(ASSIGNED TASK): Run through the records and, wherever a line holds the word "rules", return that line.

___ TASK MATERIAL

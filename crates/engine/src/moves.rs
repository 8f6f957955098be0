//! Move engine.
//!
//! One function per move kind. Each validates every precondition against the
//! current state first, then applies the mutation to a copy and swaps it in,
//! so a rejected move never leaves the table partially changed.

use std::fmt;

use crate::core::{rules, GameState, PileError};
use crate::types::{
    Card, GameAction, PileId, Rank, Suit, BUYOUT_SIZE, NUM_COLUMNS, NUM_FOUNDATIONS,
};

/// Broad class of a rejected move.
#[derive(Debug, Clone, Copy, PartialEq, Eq)]
pub enum ErrorKind {
    InvalidTarget,
    EmptySource,
    RuleViolation,
    CardNotFound,
}

#[derive(Debug, Clone, Copy, PartialEq, Eq)]
pub enum MoveError {
    InvalidColumn,
    InvalidFoundation,
    NothingToDraw,
    EmptyPoll,
    EmptyColumn,
    EmptyFoundation,
    RanksNotMatching,
    RanksOrSuitsNotMatching,
    NotARun,
    SameColumn,
    NotColumnEnd,
    WrongFoundation,
    NotTopCard,
    InvalidDrop,
    CardNotFound,
    Pile(PileError),
}

impl MoveError {
    pub fn kind(self) -> ErrorKind {
        match self {
            MoveError::InvalidColumn
            | MoveError::InvalidFoundation
            | MoveError::NotColumnEnd
            | MoveError::InvalidDrop => ErrorKind::InvalidTarget,
            MoveError::NothingToDraw
            | MoveError::EmptyPoll
            | MoveError::EmptyColumn
            | MoveError::EmptyFoundation => ErrorKind::EmptySource,
            MoveError::RanksNotMatching
            | MoveError::RanksOrSuitsNotMatching
            | MoveError::NotARun
            | MoveError::SameColumn
            | MoveError::WrongFoundation
            | MoveError::NotTopCard => ErrorKind::RuleViolation,
            MoveError::CardNotFound => ErrorKind::CardNotFound,
            MoveError::Pile(PileError::EmptyPile) => ErrorKind::EmptySource,
            MoveError::Pile(_) => ErrorKind::InvalidTarget,
        }
    }

    pub fn code(self) -> &'static str {
        match self {
            MoveError::InvalidColumn => "invalid_column",
            MoveError::InvalidFoundation => "invalid_foundation",
            MoveError::NothingToDraw => "nothing_to_draw",
            MoveError::EmptyPoll => "empty_poll",
            MoveError::EmptyColumn => "empty_column",
            MoveError::EmptyFoundation => "empty_foundation",
            MoveError::RanksNotMatching => "ranks_not_matching",
            MoveError::RanksOrSuitsNotMatching => "ranks_or_suits_not_matching",
            MoveError::NotARun => "not_a_run",
            MoveError::SameColumn => "same_column",
            MoveError::NotColumnEnd => "not_column_end",
            MoveError::WrongFoundation => "wrong_foundation",
            MoveError::NotTopCard => "not_top_card",
            MoveError::InvalidDrop => "invalid_drop",
            MoveError::CardNotFound => "card_not_found",
            MoveError::Pile(e) => e.code(),
        }
    }

    pub fn message(self) -> &'static str {
        match self {
            MoveError::InvalidColumn => "Invalid column number!",
            MoveError::InvalidFoundation => "Invalid foundation number!",
            MoveError::NothingToDraw => "Nothing left to draw!",
            MoveError::EmptyPoll => "Poll is empty!",
            MoveError::EmptyColumn => "That column is empty!",
            MoveError::EmptyFoundation => "That foundation is empty!",
            MoveError::RanksNotMatching => "Ranks not matching!",
            MoveError::RanksOrSuitsNotMatching => "Ranks or Suites not matching!",
            MoveError::NotARun => "Those cards are not a movable run!",
            MoveError::SameColumn => "Cards are already in that column!",
            MoveError::NotColumnEnd => "You can only move cards to the end of column piles!",
            MoveError::WrongFoundation => "That card belongs on another foundation!",
            MoveError::NotTopCard => "Only the top card can be collected!",
            MoveError::InvalidDrop => "Cards cannot be dropped there!",
            MoveError::CardNotFound => "Card not found!",
            MoveError::Pile(e) => e.message(),
        }
    }
}

impl fmt::Display for MoveError {
    fn fmt(&self, f: &mut fmt::Formatter<'_>) -> fmt::Result {
        f.write_str(self.message())
    }
}

impl std::error::Error for MoveError {}

impl From<PileError> for MoveError {
    fn from(value: PileError) -> Self {
        MoveError::Pile(value)
    }
}

/// What a successful move did.
#[derive(Debug, Clone, Copy, PartialEq, Eq)]
pub enum MoveOutcome {
    /// Cards moved from deck to poll
    Drew { count: usize },
    /// Poll turned back over onto the empty deck
    Recycled { count: usize },
    /// One card sent to its foundation
    Collected { card: Card, foundation: usize },
    /// One or more cards placed on a column
    Placed { count: usize, column: usize },
}

impl MoveOutcome {
    /// Recycling the poll is free; every other move costs a turn.
    pub fn counts_as_turn(&self) -> bool {
        !matches!(self, MoveOutcome::Recycled { .. })
    }

    /// Pile that received the cards.
    pub fn destination(&self) -> PileId {
        match *self {
            MoveOutcome::Drew { .. } => PileId::Poll,
            MoveOutcome::Recycled { .. } => PileId::Deck,
            MoveOutcome::Collected { foundation, .. } => PileId::Foundation(foundation as u8),
            MoveOutcome::Placed { column, .. } => PileId::Column(column as u8),
        }
    }
}

/// Apply any intent.
pub fn apply(state: &mut GameState, action: GameAction) -> Result<MoveOutcome, MoveError> {
    match action {
        GameAction::Draw => draw(state),
        GameAction::CollectPoll => collect_poll(state),
        GameAction::CollectColumn { column } => collect_column(state, column),
        GameAction::PollToColumn { column } => poll_to_column(state, column),
        GameAction::FoundationToColumn { foundation, column } => {
            foundation_to_column(state, foundation, column)
        }
        GameAction::ColumnToColumn { from, start, to } => column_to_column(state, from, start, to),
        GameAction::SequenceToColumn { rank, suit, column } => {
            sequence_to_column(state, rank, suit, column)
        }
    }
}

/// Draw up to three cards onto the poll, or recycle the poll when the deck
/// is empty.
pub fn draw(state: &mut GameState) -> Result<MoveOutcome, MoveError> {
    if state.deck().is_empty() {
        if state.poll().is_empty() {
            return Err(MoveError::NothingToDraw);
        }
        return commit(state, |next| {
            let mut count = 0;
            while let Ok(card) = next.poll_mut().pop() {
                next.deck_mut().push(card.face_down())?;
                count += 1;
            }
            Ok(MoveOutcome::Recycled { count })
        });
    }

    let count = state.deck().len().min(BUYOUT_SIZE);
    commit(state, |next| {
        for _ in 0..count {
            let card = next.deck_mut().pop()?;
            next.poll_mut().push(card.face_up())?;
        }
        Ok(MoveOutcome::Drew { count })
    })
}

pub fn collect_poll(state: &mut GameState) -> Result<MoveOutcome, MoveError> {
    let card = state.poll().top().map_err(|_| MoveError::EmptyPoll)?;
    let foundation = foundation_for(state, card)?;

    commit(state, |next| {
        let card = next.poll_mut().pop()?;
        push_foundation(next, foundation, card)?;
        Ok(MoveOutcome::Collected { card, foundation })
    })
}

pub fn collect_column(state: &mut GameState, column: u8) -> Result<MoveOutcome, MoveError> {
    let col = column_index(column)?;
    let card = column_top(state, col)?;
    let foundation = foundation_for(state, card)?;

    commit(state, |next| {
        let source = next.column_mut(col).ok_or(PileError::OutOfRange)?;
        let card = source.pop()?;
        source.reveal_top();
        push_foundation(next, foundation, card)?;
        Ok(MoveOutcome::Collected { card, foundation })
    })
}

pub fn poll_to_column(state: &mut GameState, column: u8) -> Result<MoveOutcome, MoveError> {
    let col = column_index(column)?;
    let card = state.poll().top().map_err(|_| MoveError::EmptyPoll)?;
    check_placement(state, card, col)?;

    commit(state, |next| {
        let card = next.poll_mut().pop()?;
        push_column(next, col, card)?;
        Ok(MoveOutcome::Placed {
            count: 1,
            column: col,
        })
    })
}

pub fn foundation_to_column(
    state: &mut GameState,
    foundation: u8,
    column: u8,
) -> Result<MoveOutcome, MoveError> {
    let col = column_index(column)?;
    let fnd = foundation as usize;
    if fnd >= NUM_FOUNDATIONS {
        return Err(MoveError::InvalidFoundation);
    }
    let card = state
        .foundation(fnd)
        .ok_or(MoveError::InvalidFoundation)?
        .top()
        .map_err(|_| MoveError::EmptyFoundation)?;
    check_placement(state, card, col)?;

    commit(state, |next| {
        let card = next.foundation_mut(fnd).ok_or(PileError::OutOfRange)?.pop()?;
        push_column(next, col, card)?;
        Ok(MoveOutcome::Placed {
            count: 1,
            column: col,
        })
    })
}

/// Move the run that starts at `start` in column `from` onto column `to`.
pub fn column_to_column(
    state: &mut GameState,
    from: u8,
    start: usize,
    to: u8,
) -> Result<MoveOutcome, MoveError> {
    let src = column_index(from)?;
    let dst = column_index(to)?;
    if src == dst {
        return Err(MoveError::SameColumn);
    }

    let source = state.column(src).ok_or(MoveError::InvalidColumn)?;
    if source.is_empty() {
        return Err(MoveError::EmptyColumn);
    }
    let run = source
        .cards()
        .get(start..)
        .filter(|run| !run.is_empty())
        .ok_or(MoveError::Pile(PileError::OutOfRange))?;
    if !rules::is_movable_run(run) {
        return Err(MoveError::NotARun);
    }
    check_placement(state, run[0], dst)?;

    commit(state, |next| {
        let source = next.column_mut(src).ok_or(PileError::OutOfRange)?;
        let moved = source.split_off(start)?;
        source.reveal_top();
        next.column_mut(dst)
            .ok_or(PileError::OutOfRange)?
            .append(&moved)?;
        Ok(MoveOutcome::Placed {
            count: moved.len(),
            column: dst,
        })
    })
}

/// First face-up card with this rank and suit, scanning column 0 first and
/// each column bottom to top. Returns `(column, index)`.
pub fn find_card(state: &GameState, rank: Rank, suit: Suit) -> Option<(usize, usize)> {
    state.columns().iter().enumerate().find_map(|(col, pile)| {
        pile.iter()
            .position(|c| !c.hidden && c.rank() == rank && c.suit() == suit)
            .map(|idx| (col, idx))
    })
}

/// Locate a face-up card by label and move the run it heads onto `column`.
pub fn sequence_to_column(
    state: &mut GameState,
    rank: Rank,
    suit: Suit,
    column: u8,
) -> Result<MoveOutcome, MoveError> {
    column_index(column)?;
    let (from, start) = find_card(state, rank, suit).ok_or(MoveError::CardNotFound)?;
    column_to_column(state, from as u8, start, column)
}

fn commit<F>(state: &mut GameState, apply: F) -> Result<MoveOutcome, MoveError>
where
    F: FnOnce(&mut GameState) -> Result<MoveOutcome, PileError>,
{
    let mut next = state.clone();
    let outcome = apply(&mut next)?;
    *state = next;
    Ok(outcome)
}

fn column_index(column: u8) -> Result<usize, MoveError> {
    let col = column as usize;
    if col < NUM_COLUMNS {
        Ok(col)
    } else {
        Err(MoveError::InvalidColumn)
    }
}

fn column_top(state: &GameState, col: usize) -> Result<Card, MoveError> {
    state
        .column(col)
        .ok_or(MoveError::InvalidColumn)?
        .top()
        .map_err(|_| MoveError::EmptyColumn)
}

/// Foundation index for `card`, if the card may go there now.
fn foundation_for(state: &GameState, card: Card) -> Result<usize, MoveError> {
    let foundation = card.suit().index() as usize;
    let pile = state
        .foundation(foundation)
        .ok_or(MoveError::InvalidFoundation)?;
    if rules::can_collect(card, pile) {
        Ok(foundation)
    } else {
        Err(MoveError::RanksNotMatching)
    }
}

fn check_placement(state: &GameState, card: Card, col: usize) -> Result<(), MoveError> {
    let target = state.column(col).ok_or(MoveError::InvalidColumn)?;
    if rules::can_place(card, target) {
        Ok(())
    } else {
        Err(MoveError::RanksOrSuitsNotMatching)
    }
}

fn push_foundation(state: &mut GameState, foundation: usize, card: Card) -> Result<(), PileError> {
    state
        .foundation_mut(foundation)
        .ok_or(PileError::OutOfRange)?
        .push(card.face_up())
}

fn push_column(state: &mut GameState, col: usize, card: Card) -> Result<(), PileError> {
    state
        .column_mut(col)
        .ok_or(PileError::OutOfRange)?
        .push(card.face_up())
}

______

(FINAL ANSWER):
use crate::core::{rules, GameState, PileError};
    if !rules::is_movable_run(run) {
    if rules::can_collect(card, pile) {
    if rules::can_place(card, target) {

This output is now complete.